Collected data entries:
===

//! Textures and samplers for fragment shaders
//!
//! Single-level ARGB8888 images with nearest or bilinear filtering; there is
//! no mip chain.

use prism_core::graphics::ColorOps;
use std::sync::Arc;

#[derive(Debug, Clone, PartialEq, Eq)]
pub struct Texture {
    width: u32,
    height: u32,
    texels: Vec<u32>,
}

impl Texture {
    /// Build from ARGB8888 texels, row-major with the first row at `v = 0`
    ///
    /// Returns `None` if the texel count does not match the dimensions or a
    /// dimension is zero.
    pub fn from_argb(width: u32, height: u32, texels: Vec<u32>) -> Option<Self> {
        if width == 0 || height == 0 || texels.len() != (width * height) as usize {
            return None;
        }
        Some(Self {
            width,
            height,
            texels,
        })
    }

    /// Two-color checkerboard with square cells of `cell` texels
    pub fn checkerboard(width: u32, height: u32, cell: u32, a: u32, b: u32) -> Self {
        let (width, height, cell) = (width.max(1), height.max(1), cell.max(1));
        let texels = (0..height)
            .flat_map(|y| (0..width).map(move |x| (x / cell + y / cell) % 2))
            .map(|parity| if parity == 0 { a } else { b })
            .collect();
        Self {
            width,
            height,
            texels,
        }
    }

    pub fn width(&self) -> u32 {
        self.width
    }

    pub fn height(&self) -> u32 {
        self.height
    }

    #[inline]
    pub fn texel(&self, x: u32, y: u32) -> u32 {
        self.texels[(y * self.width + x) as usize]
    }
}

#[derive(Debug, Clone, Copy, PartialEq, Eq, Default)]
pub enum Filter {
    #[default]
    Nearest,
    Bilinear,
}

#[derive(Debug, Clone, Copy, PartialEq, Eq, Default)]
pub enum Wrap {
    #[default]
    Repeat,
    Clamp,
}

/// A texture plus the state used to read it
#[derive(Debug, Clone)]
pub struct Sampler {
    texture: Arc<Texture>,
    pub filter: Filter,
    pub wrap: Wrap,
}

impl Sampler {
    pub fn new(texture: Arc<Texture>) -> Self {
        Self {
            texture,
            filter: Filter::default(),
            wrap: Wrap::default(),
        }
    }

    pub fn with_filter(mut self, filter: Filter) -> Self {
        self.filter = filter;
        self
    }

    pub fn with_wrap(mut self, wrap: Wrap) -> Self {
        self.wrap = wrap;
        self
    }

    pub fn texture(&self) -> &Texture {
        &self.texture
    }

    #[inline]
    fn wrap_coord(&self, i: i64, size: u32) -> u32 {
        match self.wrap {
            Wrap::Repeat => i.rem_euclid(size as i64) as u32,
            Wrap::Clamp => i.clamp(0, size as i64 - 1) as u32,
        }
    }

    #[inline]
    fn fetch(&self, x: i64, y: i64) -> u32 {
        let t = &self.texture;
        t.texel(self.wrap_coord(x, t.width), self.wrap_coord(y, t.height))
    }

    /// Sample at normalized coordinates, returning normalized RGBA
    pub fn sample(&self, uv: [f32; 2]) -> [f32; 4] {
        let w = self.texture.width as f32;
        let h = self.texture.height as f32;
        // Texel centers sit at half-integer coordinates
        let x = uv[0] * w - 0.5;
        let y = uv[1] * h - 0.5;

        match self.filter {
            Filter::Nearest => {
                ColorOps::unpack(self.fetch(x.round() as i64, y.round() as i64))
            }
            Filter::Bilinear => {
                let x0 = x.floor();
                let y0 = y.floor();
                let fx = x - x0;
                let fy = y - y0;
                let (x0, y0) = (x0 as i64, y0 as i64);
                let top = ColorOps::lerp(self.fetch(x0, y0), self.fetch(x0 + 1, y0), fx);
                let bottom = ColorOps::lerp(self.fetch(x0, y0 + 1), self.fetch(x0 + 1, y0 + 1), fx);
                ColorOps::unpack(ColorOps::lerp(top, bottom, fy))
            }
        }
    }
}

===

Problem statement:
Please give back the records exactly as written, beginning at the first line and including the line that holds "pub fn from_argb(width: u32, height: u32, texels: Vec<u32>)" as the last.

Written answer:
//! Textures and samplers for fragment shaders
//!
//! Single-level ARGB8888 images with nearest or bilinear filtering; there is
//! no mip chain.

use prism_core::graphics::ColorOps;
use std::sync::Arc;

#[derive(Debug, Clone, PartialEq, Eq)]
pub struct Texture {
    width: u32,
    height: u32,
    texels: Vec<u32>,
}

impl Texture {
    /// Build from ARGB8888 texels, row-major with the first row at `v = 0`
    ///
    /// Returns `None` if the texel count does not match the dimensions or a
    /// dimension is zero.
    pub fn from_argb(width: u32, height: u32, texels: Vec<u32>) -> Option<Self> {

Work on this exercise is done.